| Version reviewed: | 3.1 |
|---|---|
| Author: | We8U |
| Price: | Free |
| Plugin URL: | Website |
Summary: If you want to use Facebook comments on your blog this is a fairly ok plugin, be sure to take your time set it up correctly though, it's somewhat complex.
There’s a couple of plugins that handle Facebook Comments for your WordPress site. Using the power of Facebook for your comment system has its merits: you immediately “inherit” the fact that people tend to use their real name there and are not as likely to spam as well as quite a few other features. Of course it comes with downsides too, like storing the data with Facebook, but a good plugin should be able to circumvent that.
This plugin has a pretty good page on WordPress.org, outlining what it does with some good screenshots. It also has a pretty decent, though a bit ugly, site for the plugin itself. The design of the admin pages uses the native styling most of the time, with some issues (re-using H3′s within a postbox, these should be H4′s, minor stuff though).
Usage
Getting the plugin to work was a bit of a hassle, mostly because it didn’t set the proper defaults and it comes with a lot of options. The explanation on how to set up an app on Facebook and how to copy over the keys needed where very well done, it was actually the fact that I had to check the lower boxes on the settings page which made sure the Facebook SDK was loaded that took me a while.

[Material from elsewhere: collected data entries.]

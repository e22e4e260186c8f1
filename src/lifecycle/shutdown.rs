//! Shutdown coordination for the gateway.
//!
//! Every long-running task (HTTP server, admin server, event bridge, config
//! reloader) subscribes before it starts. A task that subscribes after the
//! trigger still observes it through `is_triggered`/`wait`.

use std::sync::atomic::{AtomicBool, Ordering};
use std::sync::Arc;

use tokio::sync::broadcast;

/// Broadcast-based stop signal shared by all background tasks.
#[derive(Clone)]
pub struct Shutdown {
    tx: broadcast::Sender<()>,
    triggered: Arc<AtomicBool>,
}

impl Shutdown {
    pub fn new() -> Self {
        let (tx, _) = broadcast::channel(1);
        Self {
            tx,
            triggered: Arc::new(AtomicBool::new(false)),
        }
    }

    pub fn subscribe(&self) -> broadcast::Receiver<()> {
        self.tx.subscribe()
    }

    /// Fire the signal. Repeated calls are no-ops.
    pub fn trigger(&self) {
        if !self.triggered.swap(true, Ordering::AcqRel) {
            tracing::debug!(subscribers = self.tx.receiver_count(), "Broadcasting shutdown");
            let _ = self.tx.send(());
        }
    }

    pub fn is_triggered(&self) -> bool {
        self.triggered.load(Ordering::Acquire)
    }

    /// Resolve once the signal has fired, including before this call.
    pub async fn wait(&self) {
        let mut rx = self.tx.subscribe();
        if self.is_triggered() {
            return;
        }
        let _ = rx.recv().await;
    }

    /// Number of tasks still subscribed.
    pub fn receiver_count(&self) -> usize {
        self.tx.receiver_count()
    }
}

impl Default for Shutdown {
    fn default() -> Self {
        Self::new()
    }
}
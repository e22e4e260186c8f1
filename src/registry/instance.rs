//! Service instance snapshots.
//!
//! # Responsibilities
//! - Represent one running backend as an immutable value
//! - Group instances of one service into an `InstanceList`
//!
//! # Design Decisions
//! - Instances are shared as `Arc<ServiceInstance>`; a topology change
//!   produces a new list, never an in-place update
//! - `InstanceList` enforces the single-service invariant at construction

use std::collections::BTreeMap;
use std::fmt;
use std::sync::Arc;

use serde::{Deserialize, Serialize};

/// Metadata key carrying the deployed version of an instance.
pub const VERSION_METADATA_KEY: &str = "version";

/// A single running backend of a logical service.
#[derive(Debug, Clone, PartialEq, Eq, Serialize, Deserialize)]
pub struct ServiceInstance {
    /// Registry-unique identifier of this instance.
    pub instance_id: String,
    /// Logical service name the instance belongs to.
    pub service: String,
    pub host: String,
    pub port: u16,
    /// Free-form registration metadata.
    #[serde(default)]
    pub metadata: BTreeMap<String, String>,
}

impl ServiceInstance {
    /// Create an instance without metadata.
    pub fn new(service: impl Into<String>, host: impl Into<String>, port: u16) -> Self {
        let service = service.into();
        let host = host.into();
        Self {
            instance_id: format!("{}#{}#{}", host, port, service),
            service,
            host,
            port,
            metadata: BTreeMap::new(),
        }
    }

    /// Builder-style metadata insert.
    pub fn with_metadata(mut self, key: impl Into<String>, value: impl Into<String>) -> Self {
        self.metadata.insert(key.into(), value.into());
        self
    }

    /// Builder-style version tag.
    pub fn with_version(self, version: impl Into<String>) -> Self {
        self.with_metadata(VERSION_METADATA_KEY, version)
    }

    /// The version tag, if the instance declares one.
    pub fn version(&self) -> Option<&str> {
        self.metadata.get(VERSION_METADATA_KEY).map(String::as_str)
    }

    /// `host:port` authority used to reach the instance.
    pub fn authority(&self) -> String {
        format!("{}:{}", self.host, self.port)
    }

    /// Whether two snapshots point at the same running process.
    pub fn same_endpoint(&self, other: &ServiceInstance) -> bool {
        self.service == other.service && self.host == other.host && self.port == other.port
    }
}

impl fmt::Display for ServiceInstance {
    fn fmt(&self, f: &mut fmt::Formatter<'_>) -> fmt::Result {
        match self.version() {
            Some(v) => write!(f, "{}@{}:{} ({})", self.service, self.host, self.port, v),
            None => write!(f, "{}@{}:{}", self.service, self.host, self.port),
        }
    }
}

/// The last observed instances of one service, in registry order.
#[derive(Debug, Clone, Default)]
pub struct InstanceList {
    service: String,
    instances: Vec<Arc<ServiceInstance>>,
}

impl InstanceList {
    /// Build a list for `service`. Instances registered under another
    /// service name are dropped.
    pub fn new<I>(service: impl Into<String>, instances: I) -> Self
    where
        I: IntoIterator<Item = Arc<ServiceInstance>>,
    {
        let service = service.into();
        let instances = instances
            .into_iter()
            .filter(|instance| {
                let belongs = instance.service == service;
                if !belongs {
                    tracing::warn!(
                        service = %service,
                        instance = %instance,
                        "Dropping instance registered under a different service"
                    );
                }
                belongs
            })
            .collect();
        Self { service, instances }
    }

    pub fn service(&self) -> &str {
        &self.service
    }

    pub fn instances(&self) -> &[Arc<ServiceInstance>] {
        &self.instances
    }

    pub fn len(&self) -> usize {
        self.instances.len()
    }

    pub fn is_empty(&self) -> bool {
        self.instances.is_empty()
    }
}

#[cfg(test)]
mod tests {
    use super::*;

    #[test]
    fn test_version_tag() {
        let plain = ServiceInstance::new("orders", "10.0.0.1", 8080);
        assert_eq!(plain.version(), None);

        let tagged = plain.clone().with_version("v2");
        assert_eq!(tagged.version(), Some("v2"));
        assert_eq!(tagged.authority(), "10.0.0.1:8080");
        assert!(tagged.same_endpoint(&plain));
    }

    #[test]
    fn test_list_drops_foreign_instances() {
        let list = InstanceList::new(
            "orders",
            vec![
                Arc::new(ServiceInstance::new("orders", "10.0.0.1", 8080)),
                Arc::new(ServiceInstance::new("billing", "10.0.0.2", 8080)),
                Arc::new(ServiceInstance::new("orders", "10.0.0.3", 8080)),
            ],
        );

        assert_eq!(list.len(), 2);
        assert!(list.instances().iter().all(|i| i.service == "orders"));
        assert_eq!(list.instances()[1].host, "10.0.0.3");
    }
}
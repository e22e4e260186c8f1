use clap::{Parser, Subcommand};
use reqwest::header::{HeaderMap, HeaderValue, AUTHORIZATION};
use serde_json::Value;

#[derive(Parser)]
#[command(name = "lb-cli")]
#[command(about = "Management CLI for the version-aware gateway", long_about = None)]
struct Cli {
    #[arg(short, long, default_value = "http://localhost:8081")]
    url: String,

    #[arg(short, long, env = "GATEWAY_ADMIN_KEY")]
    key: String,

    #[command(subcommand)]
    command: Commands,
}

#[derive(Subcommand)]
enum Commands {
    /// Show gateway status, policy and drain state
    Status,
    /// List the current instances of a service
    Instances { service: String },
    /// Drop the cached instance list of a service
    Invalidate { service: String },
}

#[tokio::main]
async fn main() -> Result<(), Box<dyn std::error::Error>> {
    let cli = Cli::parse();
    let client = reqwest::Client::new();

    let mut headers = HeaderMap::new();
    headers.insert(
        AUTHORIZATION,
        HeaderValue::from_str(&format!("Bearer {}", cli.key))?,
    );

    let request = match &cli.command {
        Commands::Status => client.get(format!("{}/admin/status", cli.url)),
        Commands::Instances { service } => {
            client.get(format!("{}/admin/services/{}/instances", cli.url, service))
        }
        Commands::Invalidate { service } => {
            client.post(format!("{}/admin/services/{}/invalidate", cli.url, service))
        }
    };

    let res = request.headers(headers).send().await?;
    print_response(res).await
}

async fn print_response(res: reqwest::Response) -> Result<(), Box<dyn std::error::Error>> {
    let status = res.status();
    if !status.is_success() {
        eprintln!("Error: Admin API returned status {}", status);
        if let Ok(text) = res.text().await {
            eprintln!("Response: {}", text);
        }
        std::process::exit(1);
    }

    let json: Value = res.json().await?;
    println!("{}", serde_json::to_string_pretty(&json)?);
    Ok(())
}
//! HTTP server setup and request forwarding.
//!
//! # Responsibilities
//! - Create the Axum router and its middleware (timeout, request ID, tracing)
//! - Resolve `/{service}/{rest..}` to an instance through the load balancer
//! - Forward the request and stream the upstream response back
//! - Tag responses with the serving instance's version
//!
//! # Status Codes
//! - 404: no service segment in the path, or no instance with `use_404`
//! - 503: no instance available, or the registry cannot be consulted
//! - 502: the chosen instance could not be reached

use std::net::SocketAddr;
use std::sync::Arc;
use std::time::{Duration, Instant};

use axum::{
    body::Body,
    extract::{ConnectInfo, State},
    http::{header, HeaderValue, Request, StatusCode, Uri},
    response::{IntoResponse, Response},
    routing::any,
    Router,
};
use hyper_util::{
    client::legacy::{connect::HttpConnector, Client},
    rt::TokioExecutor,
};
use tokio::net::TcpListener;
use tokio::sync::broadcast;
use tower_http::{
    request_id::{MakeRequestUuid, PropagateRequestIdLayer, SetRequestIdLayer},
    timeout::TimeoutLayer,
    trace::TraceLayer,
};

use crate::config::GatewayConfig;
use crate::http::request::{split_service_path, version_token};
use crate::http::response::annotate_backend_version;
use crate::load_balancer::VersionLoadBalancer;
use crate::observability::metrics;

const X_FORWARDED_FOR: &str = "x-forwarded-for";

/// Application state injected into handlers.
#[derive(Clone)]
pub struct AppState {
    pub balancer: Arc<VersionLoadBalancer>,
    pub client: Client<HttpConnector, Body>,
    pub use_404: bool,
}

/// Forwarding HTTP server.
pub struct HttpServer {
    router: Router,
}

impl HttpServer {
    pub fn new(config: &GatewayConfig, balancer: Arc<VersionLoadBalancer>) -> Self {
        let mut connector = HttpConnector::new();
        connector.set_connect_timeout(Some(Duration::from_secs(config.timeouts.connect_secs)));
        let client = Client::builder(TokioExecutor::new()).build(connector);

        let state = AppState {
            balancer,
            client,
            use_404: config.load_balancer.use_404,
        };
        Self {
            router: Self::build_router(config, state),
        }
    }

    /// Build the Axum router with all middleware layers.
    #[allow(deprecated)]
    fn build_router(config: &GatewayConfig, state: AppState) -> Router {
        Router::new()
            .route("/{*path}", any(proxy_handler))
            .route("/", any(proxy_handler))
            .with_state(state)
            .layer(TimeoutLayer::new(Duration::from_secs(config.timeouts.request_secs)))
            .layer(TraceLayer::new_for_http())
            .layer(PropagateRequestIdLayer::x_request_id())
            .layer(SetRequestIdLayer::x_request_id(MakeRequestUuid))
    }

    /// Serve on `listener` until `shutdown` fires, then finish in-flight
    /// requests.
    pub async fn run(self, listener: TcpListener, mut shutdown: broadcast::Receiver<()>) -> Result<(), std::io::Error> {
        let addr = listener.local_addr()?;
        tracing::info!(address = %addr, "HTTP server starting");

        let app = self.router.into_make_service_with_connect_info::<SocketAddr>();
        axum::serve(listener, app)
            .with_graceful_shutdown(async move {
                let _ = shutdown.recv().await;
            })
            .await?;

        tracing::info!("HTTP server stopped");
        Ok(())
    }
}

/// Resolve the target service, choose an instance and forward.
async fn proxy_handler(State(state): State<AppState>, request: Request<Body>) -> Response {
    let start_time = Instant::now();
    let method = request.method().to_string();
    let request_id = request
        .headers()
        .get("x-request-id")
        .and_then(|v| v.to_str().ok())
        .unwrap_or("unknown")
        .to_string();

    let Some(route) = split_service_path(request.uri()) else {
        tracing::debug!(request_id = %request_id, path = %request.uri().path(), "No service in path");
        metrics::record_request(&method, 404, metrics::UNKNOWN_SERVICE, start_time);
        return (StatusCode::NOT_FOUND, "No service in request path").into_response();
    };
    let version = version_token(request.uri(), request.headers());

    tracing::debug!(
        request_id = %request_id,
        method = %method,
        service = %route.service,
        version = ?version,
        "Proxying request"
    );

    let selection = match state.balancer.choose(&route.service, version.as_deref()).await {
        Ok(selection) => selection,
        Err(e) => {
            tracing::error!(request_id = %request_id, service = %route.service, error = %e, "Instance lookup failed");
            metrics::record_request(&method, 503, metrics::UNKNOWN_SERVICE, start_time);
            return (StatusCode::SERVICE_UNAVAILABLE, "Service registry unavailable").into_response();
        }
    };

    let Some(instance) = selection.instance().cloned() else {
        let status = if state.use_404 {
            StatusCode::NOT_FOUND
        } else {
            StatusCode::SERVICE_UNAVAILABLE
        };
        tracing::warn!(request_id = %request_id, service = %route.service, version = ?version, "No instance available");
        metrics::record_request(&method, status.as_u16(), metrics::UNKNOWN_SERVICE, start_time);
        return (status, "No instance available").into_response();
    };

    let uri: Uri = match format!("http://{}{}", instance.authority(), route.path_and_query).parse() {
        Ok(uri) => uri,
        Err(e) => {
            tracing::error!(request_id = %request_id, instance = %instance, error = %e, "Invalid upstream URI");
            metrics::record_request(&method, 502, &instance.service, start_time);
            return (StatusCode::BAD_GATEWAY, "Invalid upstream address").into_response();
        }
    };

    let client_addr = request
        .extensions()
        .get::<ConnectInfo<SocketAddr>>()
        .map(|ConnectInfo(addr)| addr.ip());

    let (mut parts, body) = request.into_parts();
    parts.uri = uri;
    if let Ok(host) = HeaderValue::from_str(&instance.authority()) {
        parts.headers.insert(header::HOST, host);
    }
    if let Some(ip) = client_addr {
        if let Ok(value) = HeaderValue::from_str(&ip.to_string()) {
            parts.headers.append(X_FORWARDED_FOR, value);
        }
    }

    // Dropping the selection releases the instance, also when this future
    // is cancelled by the timeout layer or a client disconnect.
    let annotate = selection.annotate();
    let result = state.client.request(Request::from_parts(parts, body)).await;
    drop(selection);

    match result {
        Ok(response) => {
            let status = response.status();
            metrics::record_request(&method, status.as_u16(), &instance.service, start_time);

            let (mut parts, body) = response.into_parts();
            if annotate {
                annotate_backend_version(Some(&instance), &mut parts.headers);
            }
            Response::from_parts(parts, Body::new(body))
        }
        Err(e) => {
            tracing::error!(request_id = %request_id, instance = %instance, error = %e, "Upstream error");
            metrics::record_request(&method, 502, &instance.service, start_time);
            (StatusCode::BAD_GATEWAY, "Upstream request failed").into_response()
        }
    }
}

Also there were quite a few “just added” sort of mentions on the admin page, as a new user of the plugin I didn’t really feel that was helping me in any way.
Code Quality
The code is lightly commented, and seems to use the WordPress internals properly in most cases, including WP HTTP and the settings API. However, the output of the plugin contains JavaScript files half way through a page, I would appreciate it a lot more if these were in the footer. It also includes inline styles on just about anything it outputs, and forces me to define a width for my comments when it could grab that width automatically from the $content_width specified in the theme.
It’s also not using the “standard” WP_DEBUG functionality to help debug it when things go wrong but tries to set error_reporting to E_ALL, something that will probably not work properly if WP_DEBUG is false.